### To do
In the listing below, locate the line containing "let location = required_text(&mut" and the line containing "n if n < 0 =>". Output both of them and every line between, exactly as written, and nothing more.

━━━━━━

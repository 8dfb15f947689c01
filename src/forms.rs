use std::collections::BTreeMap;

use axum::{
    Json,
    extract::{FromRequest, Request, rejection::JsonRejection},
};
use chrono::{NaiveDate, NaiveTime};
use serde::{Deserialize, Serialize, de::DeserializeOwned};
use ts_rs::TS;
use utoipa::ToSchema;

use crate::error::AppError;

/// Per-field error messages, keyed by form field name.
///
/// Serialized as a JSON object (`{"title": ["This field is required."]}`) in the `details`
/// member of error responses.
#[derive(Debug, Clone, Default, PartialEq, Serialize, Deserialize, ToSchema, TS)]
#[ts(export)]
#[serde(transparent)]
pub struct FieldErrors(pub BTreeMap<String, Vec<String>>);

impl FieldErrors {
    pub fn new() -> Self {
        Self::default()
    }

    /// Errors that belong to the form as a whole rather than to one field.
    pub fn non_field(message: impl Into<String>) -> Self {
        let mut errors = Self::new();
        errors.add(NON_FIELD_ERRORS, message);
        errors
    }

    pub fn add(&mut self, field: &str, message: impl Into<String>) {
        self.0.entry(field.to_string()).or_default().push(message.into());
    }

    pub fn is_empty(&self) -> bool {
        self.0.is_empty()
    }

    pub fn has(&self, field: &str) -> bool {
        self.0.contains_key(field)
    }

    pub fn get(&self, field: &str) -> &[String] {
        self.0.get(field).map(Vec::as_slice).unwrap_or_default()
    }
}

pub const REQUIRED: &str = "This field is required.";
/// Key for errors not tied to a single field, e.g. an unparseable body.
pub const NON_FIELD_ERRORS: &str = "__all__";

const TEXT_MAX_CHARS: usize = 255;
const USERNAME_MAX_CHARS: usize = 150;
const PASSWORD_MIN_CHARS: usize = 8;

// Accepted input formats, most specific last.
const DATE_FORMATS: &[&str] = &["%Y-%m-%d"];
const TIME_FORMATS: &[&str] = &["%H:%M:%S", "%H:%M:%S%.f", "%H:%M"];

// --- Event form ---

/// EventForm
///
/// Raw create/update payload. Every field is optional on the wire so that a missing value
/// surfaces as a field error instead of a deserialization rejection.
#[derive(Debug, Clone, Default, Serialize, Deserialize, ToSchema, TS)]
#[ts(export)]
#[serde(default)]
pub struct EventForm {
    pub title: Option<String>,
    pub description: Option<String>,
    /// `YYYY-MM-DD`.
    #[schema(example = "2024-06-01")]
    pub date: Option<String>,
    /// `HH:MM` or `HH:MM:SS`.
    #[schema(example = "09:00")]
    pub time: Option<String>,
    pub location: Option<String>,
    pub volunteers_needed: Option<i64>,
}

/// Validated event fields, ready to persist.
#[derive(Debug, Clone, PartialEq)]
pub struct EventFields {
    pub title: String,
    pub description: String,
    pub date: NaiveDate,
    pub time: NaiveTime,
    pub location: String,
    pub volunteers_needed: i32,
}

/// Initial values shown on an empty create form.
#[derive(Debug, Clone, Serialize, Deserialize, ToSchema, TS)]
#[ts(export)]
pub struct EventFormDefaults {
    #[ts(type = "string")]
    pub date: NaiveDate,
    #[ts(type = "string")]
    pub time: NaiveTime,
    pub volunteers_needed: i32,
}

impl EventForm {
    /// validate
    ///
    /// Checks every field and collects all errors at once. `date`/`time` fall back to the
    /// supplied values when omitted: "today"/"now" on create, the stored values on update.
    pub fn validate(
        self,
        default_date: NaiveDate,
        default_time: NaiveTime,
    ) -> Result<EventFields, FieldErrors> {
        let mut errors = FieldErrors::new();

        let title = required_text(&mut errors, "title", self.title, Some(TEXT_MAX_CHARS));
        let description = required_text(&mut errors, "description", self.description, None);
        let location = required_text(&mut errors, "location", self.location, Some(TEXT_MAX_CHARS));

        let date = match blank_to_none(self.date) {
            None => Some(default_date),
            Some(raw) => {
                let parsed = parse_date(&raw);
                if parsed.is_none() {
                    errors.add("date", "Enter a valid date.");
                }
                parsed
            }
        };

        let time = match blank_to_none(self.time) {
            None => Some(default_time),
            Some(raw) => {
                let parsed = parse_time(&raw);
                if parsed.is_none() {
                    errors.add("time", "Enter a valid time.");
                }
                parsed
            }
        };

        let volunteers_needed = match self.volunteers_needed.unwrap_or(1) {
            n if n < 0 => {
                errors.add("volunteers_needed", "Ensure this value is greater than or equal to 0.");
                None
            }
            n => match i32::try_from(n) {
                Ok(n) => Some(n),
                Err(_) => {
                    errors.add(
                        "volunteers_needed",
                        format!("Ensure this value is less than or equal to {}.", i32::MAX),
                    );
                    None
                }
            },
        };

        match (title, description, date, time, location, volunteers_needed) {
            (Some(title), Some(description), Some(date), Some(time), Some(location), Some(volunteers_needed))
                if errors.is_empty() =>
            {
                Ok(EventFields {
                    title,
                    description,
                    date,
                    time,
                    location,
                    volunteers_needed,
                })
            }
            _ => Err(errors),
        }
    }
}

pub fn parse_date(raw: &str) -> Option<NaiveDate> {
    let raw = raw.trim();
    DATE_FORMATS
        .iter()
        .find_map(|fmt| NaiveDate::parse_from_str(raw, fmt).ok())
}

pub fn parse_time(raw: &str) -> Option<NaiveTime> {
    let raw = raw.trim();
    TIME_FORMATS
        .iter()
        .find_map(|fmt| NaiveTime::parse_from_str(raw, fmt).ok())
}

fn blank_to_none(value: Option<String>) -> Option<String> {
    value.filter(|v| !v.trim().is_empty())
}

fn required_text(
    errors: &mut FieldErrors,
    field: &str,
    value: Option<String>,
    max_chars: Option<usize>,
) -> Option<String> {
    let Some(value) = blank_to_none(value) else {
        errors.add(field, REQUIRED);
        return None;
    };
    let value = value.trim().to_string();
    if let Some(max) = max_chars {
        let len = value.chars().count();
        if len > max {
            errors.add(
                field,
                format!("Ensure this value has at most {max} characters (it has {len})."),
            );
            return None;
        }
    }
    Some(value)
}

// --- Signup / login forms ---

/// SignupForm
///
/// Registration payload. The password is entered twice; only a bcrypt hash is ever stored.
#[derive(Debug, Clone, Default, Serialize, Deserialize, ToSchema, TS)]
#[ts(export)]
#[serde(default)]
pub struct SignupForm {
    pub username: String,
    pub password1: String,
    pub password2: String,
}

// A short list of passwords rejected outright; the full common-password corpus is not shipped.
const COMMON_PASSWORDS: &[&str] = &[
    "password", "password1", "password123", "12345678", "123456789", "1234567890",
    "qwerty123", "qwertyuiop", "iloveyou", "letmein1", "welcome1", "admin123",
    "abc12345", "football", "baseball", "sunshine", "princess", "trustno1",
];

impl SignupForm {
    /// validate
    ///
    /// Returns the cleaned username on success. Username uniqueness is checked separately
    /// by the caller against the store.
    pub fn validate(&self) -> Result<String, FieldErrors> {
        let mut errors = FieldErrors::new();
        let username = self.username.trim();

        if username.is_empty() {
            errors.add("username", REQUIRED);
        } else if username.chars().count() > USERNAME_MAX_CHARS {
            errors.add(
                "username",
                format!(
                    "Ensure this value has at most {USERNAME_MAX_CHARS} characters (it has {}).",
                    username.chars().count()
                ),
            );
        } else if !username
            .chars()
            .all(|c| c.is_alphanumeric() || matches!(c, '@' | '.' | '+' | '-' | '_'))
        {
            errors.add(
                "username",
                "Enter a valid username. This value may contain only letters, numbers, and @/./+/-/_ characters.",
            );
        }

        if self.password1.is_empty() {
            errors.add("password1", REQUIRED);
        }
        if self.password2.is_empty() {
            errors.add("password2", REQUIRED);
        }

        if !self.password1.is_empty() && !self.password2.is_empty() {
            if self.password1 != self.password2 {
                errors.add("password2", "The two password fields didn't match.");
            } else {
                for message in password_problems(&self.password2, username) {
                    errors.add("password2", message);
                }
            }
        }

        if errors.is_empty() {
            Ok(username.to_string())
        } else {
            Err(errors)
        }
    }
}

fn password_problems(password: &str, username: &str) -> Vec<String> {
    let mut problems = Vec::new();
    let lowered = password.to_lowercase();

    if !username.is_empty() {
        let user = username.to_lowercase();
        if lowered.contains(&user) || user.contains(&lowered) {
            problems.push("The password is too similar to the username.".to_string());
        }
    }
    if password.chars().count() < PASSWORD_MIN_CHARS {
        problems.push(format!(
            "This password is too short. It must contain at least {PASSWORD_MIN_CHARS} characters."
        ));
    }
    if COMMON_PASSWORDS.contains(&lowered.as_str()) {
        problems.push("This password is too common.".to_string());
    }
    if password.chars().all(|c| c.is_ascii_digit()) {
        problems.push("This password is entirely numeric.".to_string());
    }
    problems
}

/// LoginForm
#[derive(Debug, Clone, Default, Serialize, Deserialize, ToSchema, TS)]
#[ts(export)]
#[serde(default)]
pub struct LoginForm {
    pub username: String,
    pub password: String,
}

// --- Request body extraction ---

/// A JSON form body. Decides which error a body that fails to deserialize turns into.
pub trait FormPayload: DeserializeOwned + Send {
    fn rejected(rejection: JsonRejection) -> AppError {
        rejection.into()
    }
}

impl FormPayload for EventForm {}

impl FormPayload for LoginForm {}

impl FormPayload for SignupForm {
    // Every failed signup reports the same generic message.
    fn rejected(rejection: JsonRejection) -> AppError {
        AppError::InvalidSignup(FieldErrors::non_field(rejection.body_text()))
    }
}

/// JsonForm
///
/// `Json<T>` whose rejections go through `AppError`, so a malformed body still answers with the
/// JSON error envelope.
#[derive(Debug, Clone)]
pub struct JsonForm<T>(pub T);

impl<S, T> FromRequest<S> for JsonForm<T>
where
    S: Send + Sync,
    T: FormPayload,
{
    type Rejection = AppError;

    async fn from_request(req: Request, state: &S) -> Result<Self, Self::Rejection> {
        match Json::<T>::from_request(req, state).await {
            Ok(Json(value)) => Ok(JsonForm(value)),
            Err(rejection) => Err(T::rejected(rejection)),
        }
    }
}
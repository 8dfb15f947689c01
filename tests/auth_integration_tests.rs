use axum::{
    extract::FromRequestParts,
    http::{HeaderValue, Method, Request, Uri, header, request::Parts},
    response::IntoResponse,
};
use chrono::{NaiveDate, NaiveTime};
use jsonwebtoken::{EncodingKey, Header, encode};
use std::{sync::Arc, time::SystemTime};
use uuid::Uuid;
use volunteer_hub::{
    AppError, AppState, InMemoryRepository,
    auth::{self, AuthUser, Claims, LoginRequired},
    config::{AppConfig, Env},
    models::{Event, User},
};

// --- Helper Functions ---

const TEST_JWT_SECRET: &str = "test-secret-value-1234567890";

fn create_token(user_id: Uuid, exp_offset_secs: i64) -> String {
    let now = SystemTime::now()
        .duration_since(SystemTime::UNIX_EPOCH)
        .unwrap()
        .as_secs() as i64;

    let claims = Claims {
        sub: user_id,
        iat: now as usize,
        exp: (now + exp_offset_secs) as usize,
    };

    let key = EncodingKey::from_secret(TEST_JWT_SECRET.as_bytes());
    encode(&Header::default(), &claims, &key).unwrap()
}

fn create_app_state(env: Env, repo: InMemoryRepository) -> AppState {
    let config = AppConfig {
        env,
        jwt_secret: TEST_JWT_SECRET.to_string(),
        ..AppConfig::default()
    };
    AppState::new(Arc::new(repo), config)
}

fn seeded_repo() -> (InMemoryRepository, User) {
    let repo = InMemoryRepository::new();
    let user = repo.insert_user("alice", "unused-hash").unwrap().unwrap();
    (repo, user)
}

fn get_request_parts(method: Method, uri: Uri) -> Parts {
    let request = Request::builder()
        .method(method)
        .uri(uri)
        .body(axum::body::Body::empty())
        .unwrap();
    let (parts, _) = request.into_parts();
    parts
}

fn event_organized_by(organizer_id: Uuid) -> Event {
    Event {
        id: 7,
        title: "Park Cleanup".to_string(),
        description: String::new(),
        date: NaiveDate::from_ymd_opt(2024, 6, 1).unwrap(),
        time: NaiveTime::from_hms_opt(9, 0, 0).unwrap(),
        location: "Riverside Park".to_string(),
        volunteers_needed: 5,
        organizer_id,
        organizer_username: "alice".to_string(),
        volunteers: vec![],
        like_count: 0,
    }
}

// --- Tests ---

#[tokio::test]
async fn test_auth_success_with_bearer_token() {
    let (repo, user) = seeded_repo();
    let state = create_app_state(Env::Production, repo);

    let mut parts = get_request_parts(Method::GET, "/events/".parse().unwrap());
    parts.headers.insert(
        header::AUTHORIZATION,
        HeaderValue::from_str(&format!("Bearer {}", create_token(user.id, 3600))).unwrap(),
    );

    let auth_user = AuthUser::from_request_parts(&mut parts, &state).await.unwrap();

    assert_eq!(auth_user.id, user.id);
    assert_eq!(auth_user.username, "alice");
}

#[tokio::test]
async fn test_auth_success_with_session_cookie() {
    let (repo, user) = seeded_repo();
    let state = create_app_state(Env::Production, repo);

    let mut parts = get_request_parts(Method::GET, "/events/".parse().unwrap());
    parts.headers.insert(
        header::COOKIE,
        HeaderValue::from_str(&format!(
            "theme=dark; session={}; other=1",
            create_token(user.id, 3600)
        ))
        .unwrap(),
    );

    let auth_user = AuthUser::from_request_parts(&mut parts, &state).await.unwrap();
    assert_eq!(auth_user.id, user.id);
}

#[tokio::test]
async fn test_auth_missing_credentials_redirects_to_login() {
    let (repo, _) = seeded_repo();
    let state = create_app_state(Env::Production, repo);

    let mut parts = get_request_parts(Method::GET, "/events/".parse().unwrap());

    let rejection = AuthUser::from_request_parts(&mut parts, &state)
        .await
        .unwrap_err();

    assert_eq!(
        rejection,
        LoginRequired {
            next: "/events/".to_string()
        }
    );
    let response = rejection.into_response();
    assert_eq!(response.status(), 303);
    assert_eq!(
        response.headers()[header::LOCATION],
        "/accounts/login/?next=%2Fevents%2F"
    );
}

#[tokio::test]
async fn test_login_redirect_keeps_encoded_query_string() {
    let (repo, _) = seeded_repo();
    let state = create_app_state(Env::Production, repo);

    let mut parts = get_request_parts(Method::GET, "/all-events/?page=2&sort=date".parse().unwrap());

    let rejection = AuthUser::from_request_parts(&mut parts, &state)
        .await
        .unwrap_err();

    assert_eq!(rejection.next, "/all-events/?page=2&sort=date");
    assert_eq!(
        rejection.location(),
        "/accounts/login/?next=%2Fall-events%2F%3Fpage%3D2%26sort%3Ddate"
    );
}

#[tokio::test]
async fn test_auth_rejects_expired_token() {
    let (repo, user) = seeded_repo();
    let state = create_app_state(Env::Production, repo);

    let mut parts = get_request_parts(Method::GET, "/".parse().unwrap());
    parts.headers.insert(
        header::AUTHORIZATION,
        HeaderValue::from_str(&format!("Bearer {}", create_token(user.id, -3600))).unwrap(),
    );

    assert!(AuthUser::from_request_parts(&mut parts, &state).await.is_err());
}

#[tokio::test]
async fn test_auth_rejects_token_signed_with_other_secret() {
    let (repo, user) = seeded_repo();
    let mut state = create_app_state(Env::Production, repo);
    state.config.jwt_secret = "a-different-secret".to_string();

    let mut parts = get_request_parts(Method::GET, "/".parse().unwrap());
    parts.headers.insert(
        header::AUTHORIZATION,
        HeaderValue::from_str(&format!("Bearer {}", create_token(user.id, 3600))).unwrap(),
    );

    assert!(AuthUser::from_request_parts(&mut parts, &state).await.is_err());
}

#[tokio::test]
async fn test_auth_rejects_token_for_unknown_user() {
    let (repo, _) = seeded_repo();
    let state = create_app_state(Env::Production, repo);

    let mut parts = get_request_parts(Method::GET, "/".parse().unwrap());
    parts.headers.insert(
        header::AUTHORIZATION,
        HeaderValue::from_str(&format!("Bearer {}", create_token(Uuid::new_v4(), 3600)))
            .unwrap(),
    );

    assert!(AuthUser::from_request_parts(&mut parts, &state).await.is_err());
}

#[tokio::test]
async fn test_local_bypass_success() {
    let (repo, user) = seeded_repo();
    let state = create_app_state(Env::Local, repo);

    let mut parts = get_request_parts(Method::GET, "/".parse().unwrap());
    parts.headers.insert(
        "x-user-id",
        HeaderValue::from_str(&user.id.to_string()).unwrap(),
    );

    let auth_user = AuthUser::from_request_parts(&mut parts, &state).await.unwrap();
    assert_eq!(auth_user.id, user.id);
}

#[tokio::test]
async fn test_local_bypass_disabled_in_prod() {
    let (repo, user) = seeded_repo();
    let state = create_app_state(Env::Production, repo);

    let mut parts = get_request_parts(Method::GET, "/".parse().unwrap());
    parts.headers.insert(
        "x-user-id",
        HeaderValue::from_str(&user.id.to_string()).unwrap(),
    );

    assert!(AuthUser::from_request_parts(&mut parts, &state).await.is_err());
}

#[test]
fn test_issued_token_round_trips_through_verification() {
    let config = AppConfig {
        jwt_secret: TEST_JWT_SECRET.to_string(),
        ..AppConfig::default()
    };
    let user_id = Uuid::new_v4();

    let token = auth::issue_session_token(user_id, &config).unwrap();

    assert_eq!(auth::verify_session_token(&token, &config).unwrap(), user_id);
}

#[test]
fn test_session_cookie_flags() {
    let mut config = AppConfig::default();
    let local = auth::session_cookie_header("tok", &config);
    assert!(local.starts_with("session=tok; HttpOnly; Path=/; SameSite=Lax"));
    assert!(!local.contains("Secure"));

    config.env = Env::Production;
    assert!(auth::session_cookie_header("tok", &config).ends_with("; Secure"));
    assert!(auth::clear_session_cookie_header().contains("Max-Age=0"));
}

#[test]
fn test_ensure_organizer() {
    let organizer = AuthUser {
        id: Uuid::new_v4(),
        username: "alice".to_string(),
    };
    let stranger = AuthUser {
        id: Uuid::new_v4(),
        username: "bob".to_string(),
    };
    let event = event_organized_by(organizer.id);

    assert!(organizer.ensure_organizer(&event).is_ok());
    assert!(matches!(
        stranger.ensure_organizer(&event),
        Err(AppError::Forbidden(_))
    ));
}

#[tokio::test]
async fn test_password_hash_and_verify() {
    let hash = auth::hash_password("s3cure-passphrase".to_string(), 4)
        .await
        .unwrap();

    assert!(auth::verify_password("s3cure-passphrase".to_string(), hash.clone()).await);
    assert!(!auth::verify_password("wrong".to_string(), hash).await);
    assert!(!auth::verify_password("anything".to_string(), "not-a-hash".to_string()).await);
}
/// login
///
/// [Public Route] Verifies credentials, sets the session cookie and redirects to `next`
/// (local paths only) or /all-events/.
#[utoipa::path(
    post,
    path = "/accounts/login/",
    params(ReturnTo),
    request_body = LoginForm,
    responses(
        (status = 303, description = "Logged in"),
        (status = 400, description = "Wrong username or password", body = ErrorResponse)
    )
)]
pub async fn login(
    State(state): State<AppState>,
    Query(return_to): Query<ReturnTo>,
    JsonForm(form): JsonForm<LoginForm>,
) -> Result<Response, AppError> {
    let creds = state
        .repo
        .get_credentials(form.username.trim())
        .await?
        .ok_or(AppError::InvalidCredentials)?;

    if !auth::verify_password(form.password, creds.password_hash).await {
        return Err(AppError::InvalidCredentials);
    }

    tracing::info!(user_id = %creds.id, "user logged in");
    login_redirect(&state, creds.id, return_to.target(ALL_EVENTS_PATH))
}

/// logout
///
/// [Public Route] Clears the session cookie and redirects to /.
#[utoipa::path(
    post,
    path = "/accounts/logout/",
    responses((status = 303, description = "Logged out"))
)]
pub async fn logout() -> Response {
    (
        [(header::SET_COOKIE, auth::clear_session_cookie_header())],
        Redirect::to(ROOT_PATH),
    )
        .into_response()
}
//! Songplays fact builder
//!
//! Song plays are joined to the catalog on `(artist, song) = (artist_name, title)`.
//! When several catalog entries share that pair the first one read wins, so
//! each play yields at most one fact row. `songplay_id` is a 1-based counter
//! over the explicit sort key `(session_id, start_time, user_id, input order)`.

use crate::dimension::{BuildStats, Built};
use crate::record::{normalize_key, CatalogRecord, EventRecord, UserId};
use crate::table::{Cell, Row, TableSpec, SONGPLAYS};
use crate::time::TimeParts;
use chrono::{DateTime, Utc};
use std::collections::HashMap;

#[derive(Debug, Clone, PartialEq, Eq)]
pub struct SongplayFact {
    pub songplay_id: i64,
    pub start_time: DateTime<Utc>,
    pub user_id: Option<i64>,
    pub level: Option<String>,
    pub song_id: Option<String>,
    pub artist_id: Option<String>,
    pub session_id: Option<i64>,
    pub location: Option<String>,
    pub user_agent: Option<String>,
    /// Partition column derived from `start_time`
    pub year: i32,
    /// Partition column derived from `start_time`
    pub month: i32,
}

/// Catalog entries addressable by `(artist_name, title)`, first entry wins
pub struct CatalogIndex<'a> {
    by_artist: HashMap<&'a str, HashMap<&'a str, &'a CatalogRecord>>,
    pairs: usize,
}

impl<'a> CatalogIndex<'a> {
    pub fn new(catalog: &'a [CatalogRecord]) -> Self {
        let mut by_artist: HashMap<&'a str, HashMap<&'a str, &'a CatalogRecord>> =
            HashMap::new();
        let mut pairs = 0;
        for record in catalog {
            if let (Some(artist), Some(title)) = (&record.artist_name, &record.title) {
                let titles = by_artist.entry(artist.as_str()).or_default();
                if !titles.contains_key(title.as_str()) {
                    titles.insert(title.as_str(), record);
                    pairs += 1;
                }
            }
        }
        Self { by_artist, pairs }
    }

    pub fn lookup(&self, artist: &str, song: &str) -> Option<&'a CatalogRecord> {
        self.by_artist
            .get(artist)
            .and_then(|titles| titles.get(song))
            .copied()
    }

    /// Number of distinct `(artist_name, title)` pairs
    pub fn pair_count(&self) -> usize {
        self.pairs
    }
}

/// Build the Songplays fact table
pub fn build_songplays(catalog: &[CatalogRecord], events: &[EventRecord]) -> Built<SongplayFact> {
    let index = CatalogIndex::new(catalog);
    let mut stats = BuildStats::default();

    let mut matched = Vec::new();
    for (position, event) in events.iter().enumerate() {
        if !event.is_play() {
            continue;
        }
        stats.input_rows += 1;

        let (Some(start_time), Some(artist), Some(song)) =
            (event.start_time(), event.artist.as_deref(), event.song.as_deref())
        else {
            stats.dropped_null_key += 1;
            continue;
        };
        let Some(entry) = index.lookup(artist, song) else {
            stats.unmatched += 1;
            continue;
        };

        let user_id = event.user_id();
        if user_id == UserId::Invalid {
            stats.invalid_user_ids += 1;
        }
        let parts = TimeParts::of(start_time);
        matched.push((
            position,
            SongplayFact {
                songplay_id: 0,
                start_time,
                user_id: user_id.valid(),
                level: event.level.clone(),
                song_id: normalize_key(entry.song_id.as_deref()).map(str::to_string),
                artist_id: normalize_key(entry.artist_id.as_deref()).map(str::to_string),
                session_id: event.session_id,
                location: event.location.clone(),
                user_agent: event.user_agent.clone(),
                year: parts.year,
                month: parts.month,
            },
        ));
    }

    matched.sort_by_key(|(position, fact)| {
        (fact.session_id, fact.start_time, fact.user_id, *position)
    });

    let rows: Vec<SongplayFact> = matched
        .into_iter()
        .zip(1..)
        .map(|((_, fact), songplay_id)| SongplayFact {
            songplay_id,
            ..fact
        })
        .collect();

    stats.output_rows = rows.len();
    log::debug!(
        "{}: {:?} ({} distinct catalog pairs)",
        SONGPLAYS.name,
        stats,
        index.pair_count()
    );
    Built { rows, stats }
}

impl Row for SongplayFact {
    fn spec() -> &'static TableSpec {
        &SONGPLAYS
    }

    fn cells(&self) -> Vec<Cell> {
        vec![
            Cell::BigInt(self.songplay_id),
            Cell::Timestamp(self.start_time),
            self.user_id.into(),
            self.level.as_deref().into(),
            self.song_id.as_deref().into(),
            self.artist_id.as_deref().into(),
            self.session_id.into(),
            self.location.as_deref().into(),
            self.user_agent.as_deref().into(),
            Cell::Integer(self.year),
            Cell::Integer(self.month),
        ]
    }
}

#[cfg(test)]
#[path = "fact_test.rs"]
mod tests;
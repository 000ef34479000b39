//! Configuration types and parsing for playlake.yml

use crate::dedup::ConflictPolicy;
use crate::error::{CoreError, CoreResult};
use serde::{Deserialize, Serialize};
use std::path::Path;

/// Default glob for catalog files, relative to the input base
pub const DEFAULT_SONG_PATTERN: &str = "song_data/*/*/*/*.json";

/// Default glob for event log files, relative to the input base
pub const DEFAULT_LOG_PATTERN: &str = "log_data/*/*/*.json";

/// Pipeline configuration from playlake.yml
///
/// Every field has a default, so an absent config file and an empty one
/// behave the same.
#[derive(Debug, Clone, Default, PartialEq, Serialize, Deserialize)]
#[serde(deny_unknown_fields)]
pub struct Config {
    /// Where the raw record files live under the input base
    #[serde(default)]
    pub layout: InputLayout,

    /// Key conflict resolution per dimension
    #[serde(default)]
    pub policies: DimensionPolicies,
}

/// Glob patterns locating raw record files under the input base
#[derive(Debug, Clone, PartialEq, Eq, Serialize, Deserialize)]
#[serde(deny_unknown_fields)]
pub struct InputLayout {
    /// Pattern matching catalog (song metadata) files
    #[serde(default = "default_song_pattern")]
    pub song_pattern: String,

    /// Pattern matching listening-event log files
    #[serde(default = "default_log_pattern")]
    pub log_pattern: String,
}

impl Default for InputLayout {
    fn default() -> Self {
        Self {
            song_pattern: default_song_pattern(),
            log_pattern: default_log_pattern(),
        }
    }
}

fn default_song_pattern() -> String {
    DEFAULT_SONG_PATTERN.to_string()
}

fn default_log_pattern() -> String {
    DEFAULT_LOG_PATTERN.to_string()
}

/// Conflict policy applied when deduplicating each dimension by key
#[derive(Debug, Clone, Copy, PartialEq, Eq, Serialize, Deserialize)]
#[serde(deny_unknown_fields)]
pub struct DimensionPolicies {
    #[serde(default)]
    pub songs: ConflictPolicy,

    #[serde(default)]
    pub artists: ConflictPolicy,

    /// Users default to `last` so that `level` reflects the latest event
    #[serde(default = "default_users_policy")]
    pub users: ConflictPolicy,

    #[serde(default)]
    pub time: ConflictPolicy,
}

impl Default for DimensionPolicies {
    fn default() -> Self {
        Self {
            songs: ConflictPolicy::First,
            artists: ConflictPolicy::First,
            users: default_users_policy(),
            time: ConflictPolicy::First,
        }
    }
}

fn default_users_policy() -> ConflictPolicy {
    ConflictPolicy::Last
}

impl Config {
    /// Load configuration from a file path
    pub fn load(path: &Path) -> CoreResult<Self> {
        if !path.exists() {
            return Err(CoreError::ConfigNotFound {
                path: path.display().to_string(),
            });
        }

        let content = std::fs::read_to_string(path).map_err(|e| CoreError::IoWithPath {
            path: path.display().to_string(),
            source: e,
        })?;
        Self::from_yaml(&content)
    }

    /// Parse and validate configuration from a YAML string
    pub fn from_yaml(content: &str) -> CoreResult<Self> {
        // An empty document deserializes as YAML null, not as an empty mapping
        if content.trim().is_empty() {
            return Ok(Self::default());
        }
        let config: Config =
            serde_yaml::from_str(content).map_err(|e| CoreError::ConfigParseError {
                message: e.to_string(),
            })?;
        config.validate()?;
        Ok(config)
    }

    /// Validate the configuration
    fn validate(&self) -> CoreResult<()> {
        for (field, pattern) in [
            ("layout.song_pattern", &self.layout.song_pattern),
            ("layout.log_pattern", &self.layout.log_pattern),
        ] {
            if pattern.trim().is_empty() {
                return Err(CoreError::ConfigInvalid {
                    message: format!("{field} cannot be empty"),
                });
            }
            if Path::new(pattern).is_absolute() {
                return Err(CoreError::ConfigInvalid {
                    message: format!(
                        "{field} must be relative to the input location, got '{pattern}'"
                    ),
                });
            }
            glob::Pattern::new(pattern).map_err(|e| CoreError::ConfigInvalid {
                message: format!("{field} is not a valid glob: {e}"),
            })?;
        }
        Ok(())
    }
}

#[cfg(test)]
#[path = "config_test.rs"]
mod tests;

━━━━━━

### Your solution
        let location = required_text(&mut errors, "location", self.location, Some(TEXT_MAX_CHARS));

        let date = match blank_to_none(self.date) {
            None => Some(default_date),
            Some(raw) => {
                let parsed = parse_date(&raw);
                if parsed.is_none() {
                    errors.add("date", "Enter a valid date.");
                }
                parsed
            }
        };

        let time = match blank_to_none(self.time) {
            None => Some(default_time),
            Some(raw) => {
                let parsed = parse_time(&raw);
                if parsed.is_none() {
                    errors.add("time", "Enter a valid time.");
                }
                parsed
            }
        };

        let volunteers_needed = match self.volunteers_needed.unwrap_or(1) {
            n if n < 0 => {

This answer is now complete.